映画『笑いのカイブツ』を別府ブルーバード劇場で。



 別府市の別府ブルーバード劇場で、今年の私の注目作『笑いのカイブツ』を観てまいりました。

 あの「みねくん」が、今度は投稿の鬼に!?(ドラマ『日曜の夜ぐらいは…』を参照)いやいや、岡山天音さんが、同じくラジオの投稿リスナーで登場してきて、『日曜の…』での「みねくん」とは正反対のキャラクターのカイブツはがき職人・ツチヤタカユキ(作者)として、怒って、キレて、大暴れ?でございます(あのTV番組の方は、もしかしてあれって「ケータイ大喜利」?あの時代か、って思いながら観ていました)。

 以下、ネタバレは抑えての感想。ですが、真っさらな状態からご覧になりたい方は読まないことをお勧めいたします。

 不肖ながら、私自身(今は比較的ゆるやかな、時々投稿リスナーでございますが)沖縄のラジオを中心に、ラジオ投稿を趣味とする身でありまして、しかもあの噂の有名はがき職人さんの、夢のような伝説が映画で描かれるという話しで、しかもその主人公を岡山天音さんが演じるというではないか!?という事で、これは観ない理由がなかったという、そんな作品。

 私は、ラジオを聴くこと、たまに投稿もすることも含めて趣味にしながら、ラジオから元気をもらってきた人間であります。周りには(私自身が投稿している事もあって尚更意識せずにはいられない)敬愛してやまないレジェンドリスナー、カイブツリスナー(失礼)も、おられます。

 しかしここに登場する(実在したリスナー)ツチヤタカユキさんは、私の知るどの凄腕職人さんとも違っていた。

 そりゃ、あなたいつ仕事してるんですかwとか、あんたどうかしてるよ(リスペクト!)という感じの先輩とか、人間関係不得意な人とか、そりゃ、見える範囲でいらっしゃるのはいらっしゃるけれども、それらの人間味ある個性を突き抜けて、ツチヤさんの場合はもはや、これは「ジェダイの修行」レベル???

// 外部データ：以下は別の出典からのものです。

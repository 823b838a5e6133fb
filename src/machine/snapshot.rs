//! Serializable point-in-time view of a machine.

use chrono::{DateTime, Utc};
use serde::{Deserialize, Serialize};
use uuid::Uuid;

/// Diagnostic snapshot of a [`StateMachine`](crate::StateMachine).
///
/// States and triggers are rendered with their `Debug` representation, so
/// the snapshot serializes without placing serde bounds on the key types.
/// The permitted triggers are sorted for stable output.
///
/// # Example
///
/// ```rust
/// use statecraft::StateMachine;
///
/// let mut machine = StateMachine::new("off");
/// machine.configure("off").permit("toggle", "on").unwrap();
///
/// let snapshot = machine.snapshot();
/// assert_eq!(snapshot.state, "\"off\"");
/// assert_eq!(snapshot.permitted_triggers, ["\"toggle\""]);
///
/// let json = serde_json::to_string(&snapshot).unwrap();
/// assert!(json.contains("permitted_triggers"));
/// ```
#[derive(Clone, Debug, PartialEq, Serialize, Deserialize)]
pub struct MachineSnapshot {
    /// Identity of the machine the snapshot was taken from
    pub id: Uuid,
    /// Debug rendering of the current state
    pub state: String,
    /// Debug renderings of the currently permitted triggers, sorted
    pub permitted_triggers: Vec<String>,
    /// When the snapshot was taken
    pub taken_at: DateTime<Utc>,
}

 レジェンドの称号にも飽き足らず、ひたすら24時間「笑い」について考え続けて、憧れの芸人さんにも認められ、番組の構成作家にまで昇りつめたという衝撃の実話。そしてその苦悩について。

 もはや、趣味のレベルとか、仕事のレベルさえも超えた求道心というか。

 単に出世や成功、のし上がるという以上に、「正しき形において笑いで勝負するんや」という。自らの流儀にむしろ潔癖な、というか。

 確かに、至近距離で見詰めると「めちゃくちゃ痛々しい」こと甚だしい。にも関わらず、しかし痛ければ痛いほどに、距離をとってみると「可笑しく見えてきて仕方がない」という、映画自体そんな描き方に徹底していたように思います。(脚本には足立紳さんも参加!監督は滝本憲吾さん)

 総じて悲惨な状態にも関わらず所々笑えてきて仕方がなかったという。それは、ひとつには、その後の少し未来の彼を(この経験談を物語として書き残しているという事は-と)一定程度知っているという状態から「過去の彼の姿を見ている」という前提があるからこそ、悲惨な場面を笑って見られた面はあったかもしれません(人によっては、かなりきつい場面として映る人と、ここは分かれそうだな)。

 この「昇っていってからの経緯」についてをどう見るか、ネガティブな見方をするのかポジティブな見方をとるかも、人それぞれかもしれません。ま、簡単に良かったとか悲惨だったとか地獄だったとか不幸だったとか、そんな評価は、他人には言えぬ話しでございます(ちなみに私は、かなり、ポジティブに響いた観客でした)。

 ひとの地獄を嗤うな。

 そんな映画でした。

 また一方で、

 お前にはその地獄にいて欲しいんだよ。

 というピンク(菅田将暉さん)の台詞も良かったですね。

 それから、業界の「力持っててうまく回してくれてる常識人ぽい大人たち」には、私もツチヤさんと同じ言葉を投げかけたくなりました。だから、お前こそ、そこの世界で残れよと……そう思わなくもなかった。でも、そこから選び取った道を、人間関係不得意なままで堂々と生き抜いている作者に声援を送りたくなる、そんな作品でした(いや、観ているこっちが彼に背中を押されているのか)。


 よし。自分も頑張るぞ!

 ラジオ投稿。





 (そっちかよ……)





 追記:ヒーローが、敵の思想に心が揺れた-ってぇのは、確かに面白かったけど、最近のアメコミ映画だと普通にありそうな展開だな〜と思って、苦笑いしてしまいました。